Article 30(1) of 2010 UNCITRAL Arbitration Rules further states that "[i]f within the period fixed by these Rules or the arbitral tribunal without showing sufficient cause, the claimant has failed to communicate its statement of claim, the arbitral tribunal shall issue an order for the termination of the arbitral proceedings, unless there are remaining matters that may need to be decided and the arbitral tribunal considers it appropriate to do so."
108.
At paragraph 7 of the minutes of the Procedural Meeting of 1 August 2011, the Arbitral Tribunal notified Claimant that if it failed to submit its Statement of Claim within the deadline set by the Arbitral Tribunal, the arbitral proceedings could be terminated.
109.
Claimant, however, failed to submit its Statement of Claim by the imparted deadline of 1 November 2011 set out in the Arbitral Tribunal’s letter of 1 September 2011 and in paragraph 34 of Procedural Order No.l.
110.
Claimant did not request an extension of time before the deadline expired or offer any explanation for its failure to submit the Statement of Claim when the deadline expired.
111.
The Arbitral Tribunal considers that Claimant has not provided, including in its letter received on 18 November 2011, a valid excuse pursuant to Section 1048 (4) of the ZPO or sufficient cause pursuant to Article 30(1) of 2010 UNCITRAL Arbitration Rules for its failure to submit the Statement of Claim before the expiry of the imparted deadline.
112.
In light of the above, the Arbitral Tribunal accordingly decides that the present proceedings shall be terminated pursuant to Section 1056 (2)(1)(a) of the ZPO and Article 30(1) of 2010 UNCITRAL Arbitration Rules.

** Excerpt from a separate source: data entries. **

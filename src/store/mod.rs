//! Versioned artifact store
//!
//! Each session owns a draft (pending proposals), an optional runtime
//! bundle (the last verified and promoted snapshot) and a verification
//! status. The draft is edited freely; the runtime is only ever replaced
//! by promotion of a verified candidate.
//!
//! # Candidate merge
//!
//! Rules merge by `rule_id` with the draft winning. Constraint collections
//! do not merge per item: each draft collection replaces the runtime one
//! only when it is non-empty.

mod artifact_store;
mod errors;
mod seed;
mod session;
mod types;

pub use artifact_store::ArtifactStore;
pub use errors::{StoreError, StoreResult};
pub use seed::{seed_constraints, seed_draft, seed_rules, SEED_ACTOR};
pub use session::{SessionManager, DEFAULT_SESSION_TTL};
pub use types::{
    ArtifactBundle, ArtifactManifest, ConstraintSet, DraftProposals, FactExclusionGroup,
    IncompatibilityPair, InfeasibilityEntry, Promotion, Provenance, RuleProvenance,
    VerificationState, VerificationStatus,
};
//! # Store Errors

use thiserror::Error;

use crate::registry::ValidationError;

/// Result type for artifact store operations
pub type StoreResult<T> = Result<T, StoreError>;

/// Artifact store errors. None of them leave the store modified.
#[derive(Debug, Clone, PartialEq, Eq, Error)]
pub enum StoreError {
    #[error(transparent)]
    Validation(#[from] ValidationError),

    #[error("Rule with id '{rule_id}' already exists in draft")]
    DuplicateRule { rule_id: String },

    #[error("Rule with id '{rule_id}' not found in draft")]
    RuleNotFound { rule_id: String },

    #[error("Incompatibility pair already exists: ({a}, {b})")]
    DuplicateIncompatibility { a: String, b: String },

    #[error("Fact exclusion group already exists: [{}]", .facts.join(", "))]
    DuplicateFactExclusion { facts: Vec<String> },

    #[error("{collection} index {index} out of range ({})", range_hint(.len))]
    IndexOutOfRange {
        collection: &'static str,
        index: usize,
        len: usize,
    },

    #[error("Candidate changed since verification (revision {verified_revision} verified, draft now at revision {current_revision})")]
    StaleCandidate {
        verified_revision: u64,
        current_revision: u64,
    },

    #[error("Internal error: {0}")]
    Internal(String),
}

fn range_hint(len: &usize) -> String {
    if *len == 0 {
        "collection is empty".to_string()
    } else {
        format!("0..{}", len - 1)
    }
}

impl StoreError {
    /// Stable error code
    pub fn code(&self) -> &'static str {
        match self {
            StoreError::Validation(e) => e.code(),
            StoreError::DuplicateRule { .. } => "KERNEL_DUPLICATE_RULE",
            StoreError::RuleNotFound { .. } => "KERNEL_RULE_NOT_FOUND",
            StoreError::DuplicateIncompatibility { .. } => "KERNEL_DUPLICATE_INCOMPATIBILITY",
            StoreError::DuplicateFactExclusion { .. } => "KERNEL_DUPLICATE_FACT_EXCLUSION",
            StoreError::IndexOutOfRange { .. } => "KERNEL_INDEX_OUT_OF_RANGE",
            StoreError::StaleCandidate { .. } => "KERNEL_STALE_CANDIDATE",
            StoreError::Internal(_) => "KERNEL_INTERNAL",
        }
    }

    /// Get HTTP status code
    pub fn status_code(&self) -> u16 {
        match self {
            StoreError::Validation(e) => e.status_code(),
            StoreError::DuplicateRule { .. } => 409,
            StoreError::RuleNotFound { .. } => 404,
            StoreError::DuplicateIncompatibility { .. } => 409,
            StoreError::DuplicateFactExclusion { .. } => 409,
            StoreError::IndexOutOfRange { .. } => 404,
            StoreError::StaleCandidate { .. } => 409,
            StoreError::Internal(_) => 500,
        }
    }

    pub(crate) fn lock_poisoned() -> Self {
        StoreError::Internal("Lock poisoned".into())
    }
}

#[cfg(test)]
mod tests {
    use super::*;

    #[test]
    fn test_status_codes() {
        assert_eq!(
            StoreError::DuplicateRule {
                rule_id: "r".into()
            }
            .status_code(),
            409
        );
        assert_eq!(
            StoreError::RuleNotFound {
                rule_id: "r".into()
            }
            .status_code(),
            404
        );
        assert_eq!(StoreError::lock_poisoned().status_code(), 500);
    }

    #[test]
    fn test_index_message_names_range() {
        let err = StoreError::IndexOutOfRange {
            collection: "Incompatibility pair",
            index: 5,
            len: 2,
        };
        assert_eq!(
            err.to_string(),
            "Incompatibility pair index 5 out of range (0..1)"
        );
        let err = StoreError::IndexOutOfRange {
            collection: "Fact exclusion",
            index: 0,
            len: 0,
        };
        assert!(err.to_string().contains("collection is empty"));
    }
}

4.2 Request for an Award of Costs

113.
The Arbitral Tribunal notes that Counsel for Claimant has not identified the Claimant as required under German law as the law of the seat of this arbitration (see German Supreme Court/BGH, Judgment of 21.1.2001-II ZR 331/00, published in NJW 2001, 1056, courtesy copy attached). The German Supreme Court requires an entity like Konsortium to provide exact details of the names and identities of the consorts, of the legal representatives and the name under which the entity is doing business. If the entity is not sufficiently identified or if there is not sufficient proof of its existence, the persons having commenced proceedings as representatives of the entity will be personally liable for costs.1
114.
The Arbitral Tribunal accordingly requests Claimant to identify the members of Konsortium Oeconomicus within 14 days from the date of the present Termination Decision.
115.
The Arbitral Tribunal shall thereafter render its decision on the Award of Costs.
116.
The Arbitral Tribunal would point out that, in the event that Claimant fails to identify the members of Konsortium Oeconomicus, the representatives of the Claimant shall be liable for the costs of the proceedings, if any, which Claimant may be ordered to bear.
117.
In light of the above, the Arbitral Tribunal hereby makes the following

DECISION

118.
The present proceedings are hereby terminated pursuant to Section 1056(2)(1) of the ZPO and Article 30(1) of 2010 UNCITRAL Rules of Arbitration.
119.
An Award on the Costs incurred in relation to the present proceedings shall be rendered separately at a later juncture.